在所有高僧中,鸠摩罗什的出现是中华佛教史上的一大盛事。鸠摩罗什乃是中国佛经翻译史上公认的第一人,他本是崇尚佛法的龟兹国贵族,七岁时随母亲出家修行,日诵经千偈,十二岁便能开坛说法,年纪轻轻便做了龟兹国的国师,声名广传西域。

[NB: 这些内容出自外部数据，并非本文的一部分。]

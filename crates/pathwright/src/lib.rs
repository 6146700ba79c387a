//! # Pathwright
//!
//! A request dispatcher built on a sigil-based route tree.
//!
//! Routes are registered as URL patterns whose segments may be literals,
//! variables (`$id`, `$id:d`), regular expressions (`@[0-9]+@page`) or a
//! trailing wildcard (`...`). Each route carries a chain of callbacks and the
//! names of hooks that must pass before the callbacks run. Failures are routed
//! to error handlers registered per code.
//!
//! ## Quick Start
//!
//! ```rust
//! use pathwright::prelude::*;
//!
//! # fn main() -> Result<(), Box<dyn std::error::Error>> {
//! let mut builder = Router::builder();
//! builder
//!     .hook("json_only", |ctx: &ResolutionContext| ctx.variable("format") == Some("json"))
//!     .error_handler(403, |_: &ResolutionContext| false)
//!     .error_handler(404, |_: &ResolutionContext| false);
//!
//! builder.route(
//!     &[Method::Get],
//!     &["/reports/$year:d.$format"],
//!     vec![BoxedCallback::new(|ctx: &ResolutionContext| {
//!         println!("report for {:?}", ctx.variable("year"));
//!         Ok(())
//!     })],
//!     &["json_only"],
//! )?;
//!
//! let router = builder.build();
//!
//! let ok = router.entry("GET", "/reports/2024.json")?;
//! assert!(ok.is_completed());
//!
//! let rejected = router.entry("GET", "/reports/2024.csv")?;
//! assert_eq!(rejected.status, DispatchStatus::Rejected { code: 403, halt: true });
//! # Ok(())
//! # }
//! ```
//!
//! ## Phases
//!
//! ```text
//! setup:    RouterBuilder ── route / hook / error_handler / import_table ──▶ build()
//! serving:  Router (immutable, Send + Sync) ── entry(method, url) ──▶ Dispatched
//! ```

#![doc(html_root_url = "https://docs.rs/pathwright/0.1.0")]
#![warn(missing_docs)]
#![forbid(unsafe_code)]

mod builder;
mod context;
pub mod descriptor;
mod dispatch;
mod error;
mod handler;
mod registry;
mod router;

pub use builder::RouterBuilder;
pub use context::ResolutionContext;
pub use dispatch::{DispatchStatus, Dispatched};
pub use error::{DispatchError, DispatchResult};
pub use handler::{BoxedCallback, Callback, ErrorHandler, Hook};
pub use router::Router;

pub use pathwright_config::{DispatchConfig, PathwrightConfig};
pub use pathwright_router::{
    BuildError, BuildResult, Captures, FailureReason, Method, Params, ResolveFailure, Resolved,
};

/// Prelude module for convenient imports.
///
/// # Example
///
/// ```rust
/// use pathwright::prelude::*;
///
/// let router = Router::builder().build();
/// assert_eq!(router.route_count(), 0);
/// ```
pub mod prelude {
    pub use crate::descriptor::{ErrorDescriptor, HookDescriptor, RouteDescriptor, RouteTable};
    pub use crate::{
        BoxedCallback, DispatchConfig, DispatchError, DispatchStatus, Dispatched, Method,
        ResolutionContext, Router, RouterBuilder,
    };
}
//! Main configuration types.
//!
//! This module provides the top-level [`PathwrightConfig`] struct and its builder.

use serde::{Deserialize, Serialize};

use crate::{ConfigError, DispatchConfig, LogFormat, LoggingConfig};

/// Range accepted for any configured status code.
const STATUS_CODES: std::ops::RangeInclusive<u16> = 100..=599;

/// Complete Pathwright configuration.
///
/// Use [`ConfigLoader`](crate::ConfigLoader) to load configuration from files
/// and environment variables.
///
/// # Example
///
/// ```
/// use pathwright_config::PathwrightConfig;
///
/// let config = PathwrightConfig::default();
/// assert_eq!(config.dispatch.hook_failure_code, 403);
/// ```
#[derive(Debug, Clone, Serialize, Deserialize, PartialEq, Eq, Default)]
#[serde(deny_unknown_fields)]
pub struct PathwrightConfig {
    /// Dispatch behaviour.
    #[serde(default)]
    pub dispatch: DispatchConfig,

    /// Logging configuration.
    #[serde(default)]
    pub logging: LoggingConfig,
}

impl PathwrightConfig {
    /// Create a new configuration builder.
    ///
    /// # Example
    ///
    /// ```
    /// use pathwright_config::{DispatchConfig, PathwrightConfig};
    ///
    /// let config = PathwrightConfig::builder()
    ///     .dispatch(DispatchConfig {
    ///         halt_after_error: false,
    ///         ..Default::default()
    ///     })
    ///     .build();
    ///
    /// assert!(!config.dispatch.halt_after_error);
    /// ```
    #[must_use]
    pub fn builder() -> PathwrightConfigBuilder {
        PathwrightConfigBuilder::new()
    }

    /// Validate the configuration.
    ///
    /// # Errors
    ///
    /// Returns `ConfigError::InvalidValue` if:
    /// - A configured status code is outside `100..=599`
    /// - The log level is empty
    pub fn validate(&self) -> Result<(), ConfigError> {
        check_code("dispatch.hook_failure_code", self.dispatch.hook_failure_code)?;
        check_code(
            "dispatch.fallback_error_code",
            self.dispatch.fallback_error_code,
        )?;

        if self.logging.level.trim().is_empty() {
            return Err(ConfigError::invalid_value(
                "logging.level",
                "must not be empty",
            ));
        }

        Ok(())
    }

    /// Create a development configuration preset.
    ///
    /// Pretty, colored debug logs with source locations. Errors never ask the
    /// host to halt, so a single bad request does not stop a dev server.
    ///
    /// # Example
    ///
    /// ```
    /// use pathwright_config::PathwrightConfig;
    ///
    /// let config = PathwrightConfig::development();
    /// assert_eq!(config.logging.level, "debug");
    /// ```
    #[must_use]
    pub fn development() -> Self {
        let mut config = Self::default();

        config.logging.level = "debug".to_string();
        config.logging.format = LogFormat::Pretty;
        config.logging.ansi_enabled = true;
        config.logging.include_location = true;

        config.dispatch.halt_after_error = false;
        config.dispatch.halt_after_hook_failure = false;

        config
    }

    /// Create a production configuration preset.
    ///
    /// # Example
    ///
    /// ```
    /// use pathwright_config::PathwrightConfig;
    ///
    /// let config = PathwrightConfig::production();
    /// assert_eq!(config.logging.format, pathwright_config::LogFormat::Json);
    /// ```
    #[must_use]
    pub fn production() -> Self {
        let mut config = Self::default();

        config.logging.level = "info".to_string();
        config.logging.format = LogFormat::Json;
        config.logging.ansi_enabled = false;

        config
    }
}

fn check_code(field: &'static str, code: u16) -> Result<(), ConfigError> {
    if STATUS_CODES.contains(&code) {
        Ok(())
    } else {
        Err(ConfigError::invalid_value(
            field,
            format!("status code {code} is outside 100..=599"),
        ))
    }
}

/// Builder for [`PathwrightConfig`].
#[derive(Debug, Default)]
pub struct PathwrightConfigBuilder {
    dispatch: Option<DispatchConfig>,
    logging: Option<LoggingConfig>,
}

impl PathwrightConfigBuilder {
    /// Create a new builder with default values.
    #[must_use]
    pub fn new() -> Self {
        Self::default()
    }

    /// Set the dispatch configuration.
    #[must_use]
    pub fn dispatch(mut self, dispatch: DispatchConfig) -> Self {
        self.dispatch = Some(dispatch);
        self
    }

    /// Set the logging configuration.
    #[must_use]
    pub fn logging(mut self, logging: LoggingConfig) -> Self {
        self.logging = Some(logging);
        self
    }

    /// Build the configuration.
    ///
    /// Any unset sections will use their default values.
    #[must_use]
    pub fn build(self) -> PathwrightConfig {
        PathwrightConfig {
            dispatch: self.dispatch.unwrap_or_default(),
            logging: self.logging.unwrap_or_default(),
        }
    }

    /// Build and validate the configuration.
    ///
    /// # Errors
    ///
    /// Returns `ConfigError` if validation fails.
    pub fn build_validated(self) -> Result<PathwrightConfig, ConfigError> {
        let config = self.build();
        config.validate()?;
        Ok(config)
    }
}

#[cfg(test)]
mod tests {
    use super::*;

    #[test]
    fn test_default_config() {
        let config = PathwrightConfig::default();
        assert_eq!(config.dispatch.fallback_error_code, 500);
        assert_eq!(config.logging.level, "info");
        assert!(config.validate().is_ok());
    }

    #[test]
    fn test_builder_keeps_unset_sections_default() {
        let config = PathwrightConfig::builder()
            .logging(LoggingConfig {
                level: "warn".to_string(),
                ..Default::default()
            })
            .build();

        assert_eq!(config.logging.level, "warn");
        assert_eq!(config.dispatch, DispatchConfig::default());
    }

    #[test]
    fn test_validate_hook_failure_code_range() {
        let result = PathwrightConfig::builder()
            .dispatch(DispatchConfig {
                hook_failure_code: 42,
                ..Default::default()
            })
            .build_validated();

        let err = result.unwrap_err();
        assert!(err.to_string().contains("dispatch.hook_failure_code"));
    }

    #[test]
    fn test_validate_fallback_code_range() {
        let config = PathwrightConfig::builder()
            .dispatch(DispatchConfig {
                fallback_error_code: 600,
                ..Default::default()
            })
            .build();

        let err = config.validate().unwrap_err();
        assert!(err.to_string().contains("dispatch.fallback_error_code"));
    }

    #[test]
    fn test_validate_empty_log_level() {
        let config = PathwrightConfig::builder()
            .logging(LoggingConfig {
                level: "  ".to_string(),
                ..Default::default()
            })
            .build();

        assert!(config.validate().unwrap_err().to_string().contains("logging.level"));
    }

    #[test]
    fn test_development_preset() {
        let config = PathwrightConfig::development();
        assert_eq!(config.logging.format, LogFormat::Pretty);
        assert!(config.logging.include_location);
        assert!(!config.dispatch.halt_after_error);
        assert!(!config.dispatch.halt_after_hook_failure);
        assert!(config.validate().is_ok());
    }

    #[test]
    fn test_production_preset() {
        let config = PathwrightConfig::production();
        assert_eq!(config.logging.format, LogFormat::Json);
        assert!(!config.logging.ansi_enabled);
        assert!(config.dispatch.halt_after_error);
    }
}
//! The per-request dispatch pipeline.
//!
//! ```text
//! entry ─▶ resolve ─┬─▶ matched ─▶ hooks ─┬─▶ passed ─▶ callbacks ─▶ Completed
//!                   │                     └─▶ rejected ─┐
//!                   └─▶ unmatched ──────────────────────┴─▶ emit error ─▶ Rejected
//! ```
//!
//! Resolution failures and hook rejections are recorded on the context and
//! reported through the error handler registered for their code. The only
//! error returned to the caller is a missing error handler.

use pathwright_router::{FailureReason, Method, ResolveFailure, Resolved};
use pathwright_telemetry::metrics::{self, DispatchOutcome};
use tracing::{debug, debug_span, error, info, warn};

use crate::context::strip_query;
use crate::handler::{ErrorHandler, Hook};
use crate::{DispatchError, DispatchResult, ResolutionContext, Router};

/// What happened to a dispatched request.
#[derive(Debug, Clone, PartialEq, Eq)]
pub struct Dispatched {
    /// The context as the last handler saw it.
    pub context: ResolutionContext,
    /// How the dispatch ended.
    pub status: DispatchStatus,
}

impl Dispatched {
    /// Returns true if the callbacks ran.
    #[must_use]
    pub fn is_completed(&self) -> bool {
        matches!(self.status, DispatchStatus::Completed { .. })
    }

    /// Returns true if an error was emitted and the host should stop
    /// serving this request (or the process, if that is its policy).
    #[must_use]
    pub fn should_halt(&self) -> bool {
        matches!(self.status, DispatchStatus::Rejected { halt: true, .. })
    }
}

/// Final state of a dispatch.
#[derive(Debug, Clone, Copy, PartialEq, Eq)]
pub enum DispatchStatus {
    /// Every hook passed and every callback was invoked.
    Completed {
        /// Callbacks invoked.
        invoked: usize,
        /// Callbacks that returned an error.
        failed: usize,
    },
    /// An error code was emitted instead of running the callbacks.
    Rejected {
        /// The emitted code.
        code: u16,
        /// Whether the host was asked to halt: the error handler's answer or
        /// the configured halt policy.
        halt: bool,
    },
}

impl Router {
    /// Dispatches one request.
    ///
    /// `url` may carry a query string or fragment; it is kept on the context
    /// but ignored for matching. The method is matched case-insensitively and
    /// an unknown method resolves like an unregistered one.
    ///
    /// # Errors
    ///
    /// Returns [`DispatchError::HandlerNotFound`] if an error must be emitted
    /// and no handler is registered for its code.
    ///
    /// # Example
    ///
    /// ```
    /// use pathwright::{DispatchStatus, ResolutionContext, RouterBuilder};
    ///
    /// let mut builder = RouterBuilder::new();
    /// builder.get("/users/$id:d", |ctx: &ResolutionContext| {
    ///     assert_eq!(ctx.variable("id"), Some("42"));
    ///     Ok(())
    /// }).unwrap();
    /// builder.error_handler(404, |_: &ResolutionContext| false);
    /// let router = builder.build();
    ///
    /// let done = router.entry("get", "/users/42?expand=1").unwrap();
    /// assert_eq!(done.status, DispatchStatus::Completed { invoked: 1, failed: 0 });
    ///
    /// let missed = router.entry("GET", "/users/abc").unwrap();
    /// assert_eq!(missed.status, DispatchStatus::Rejected { code: 404, halt: true });
    /// ```
    pub fn entry(&self, method: &str, url: &str) -> DispatchResult<Dispatched> {
        let path = strip_query(url);
        let span = debug_span!("dispatch", http.method = %method, http.path = %path);
        let _guard = span.enter();

        let mut ctx = ResolutionContext::new(method, url);

        let resolution = ctx
            .method()
            .parse::<Method>()
            .map_err(|_| ResolveFailure::not_found(FailureReason::MethodNotRegistered))
            .and_then(|method| self.tree.resolve(method, path));

        let Resolved { handlers, captures } = match resolution {
            Ok(resolved) if !resolved.handlers.is_empty() => resolved,
            Ok(_) => {
                debug!("matched route has neither callbacks nor hooks");
                return self.reject_unmatched(ctx);
            }
            Err(failure) => {
                debug!(reason = %failure.reason, "resolution failed");
                ctx.set_error(failure.code, failure.message());
                return self.reject_unmatched(ctx);
            }
        };
        ctx.bind(captures);

        for name in handlers.hooks() {
            // Names were checked against the registry at registration.
            let Some(hook) = self.hooks.get(name) else {
                continue;
            };
            if !hook.check(&ctx) {
                return self.reject_hook(ctx, name);
            }
        }

        let mut failed = 0;
        for callback in handlers.callbacks() {
            if let Err(err) = callback.invoke(&ctx) {
                failed += 1;
                metrics::record_callback_failure();
                warn!(error = %format!("{err:#}"), "callback failed");
            }
        }
        let invoked = handlers.callbacks().len();

        metrics::record_dispatch(DispatchOutcome::Completed);
        info!(invoked, failed, "request dispatched");

        Ok(Dispatched {
            context: ctx,
            status: DispatchStatus::Completed { invoked, failed },
        })
    }

    /// Dispatches an `http` request, using its method and request target.
    ///
    /// # Errors
    ///
    /// Same as [`Router::entry`].
    pub fn entry_request<B>(&self, request: &http::Request<B>) -> DispatchResult<Dispatched> {
        let target = request
            .uri()
            .path_and_query()
            .map_or_else(|| request.uri().path(), http::uri::PathAndQuery::as_str);
        self.entry(request.method().as_str(), target)
    }

    /// Invokes the error handler registered for `code` with `ctx`.
    ///
    /// Returns the handler's answer: `true` asks the host to halt. The
    /// dispatcher records the code and message on the context before calling
    /// this; adapters raising their own errors should do the same with
    /// [`ResolutionContext::set_error`].
    ///
    /// # Errors
    ///
    /// Returns [`DispatchError::HandlerNotFound`] if no handler is registered
    /// for `code`.
    pub fn emit_error(&self, code: u16, ctx: &ResolutionContext) -> DispatchResult<bool> {
        let Some(handler) = self.errors.get(code) else {
            error!(errno = code, "no error handler registered");
            return Err(DispatchError::HandlerNotFound { code });
        };

        debug!(errno = code, error = ctx.error().unwrap_or_default(), "emitting error");
        Ok(handler.handle(ctx))
    }

    fn reject_unmatched(&self, mut ctx: ResolutionContext) -> DispatchResult<Dispatched> {
        let code = if let Some(code) = ctx.errno() {
            code
        } else {
            let code = self.config.fallback_error_code;
            ctx.set_error(code, self.config.fallback_error_message.clone());
            code
        };

        self.reject(
            ctx,
            code,
            self.config.halt_after_error,
            DispatchOutcome::Unmatched,
        )
    }

    fn reject_hook(&self, mut ctx: ResolutionContext, hook: &str) -> DispatchResult<Dispatched> {
        let code = self.config.hook_failure_code;
        ctx.set_error(code, self.config.hook_failure_message.clone());
        metrics::record_hook_rejection(hook);
        warn!(hook, errno = code, "hook rejected request");

        self.reject(
            ctx,
            code,
            self.config.halt_after_hook_failure,
            DispatchOutcome::HookRejected,
        )
    }

    fn reject(
        &self,
        ctx: ResolutionContext,
        code: u16,
        halt_policy: bool,
        outcome: DispatchOutcome,
    ) -> DispatchResult<Dispatched> {
        let handled = self.emit_error(code, &ctx).map_err(|err| {
            metrics::record_dispatch(DispatchOutcome::Unhandled);
            err
        })?;
        let halt = handled || halt_policy;

        metrics::record_dispatch(outcome);
        warn!(
            errno = code,
            error = ctx.error().unwrap_or_default(),
            halt,
            "request rejected"
        );

        Ok(Dispatched {
            context: ctx,
            status: DispatchStatus::Rejected { code, halt },
        })
    }
}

彼时,前凉君主苻坚力邀鸠摩罗什入中土而不得,于建元十八年(382年)派大将吕光出西域、伐龟兹。两年后,吕光俘获鸠摩罗什。又过了一年,吕光大军进驻凉州城,建立后凉国,久负盛名的一代高僧鸠摩罗什从此被软禁在凉州十七年。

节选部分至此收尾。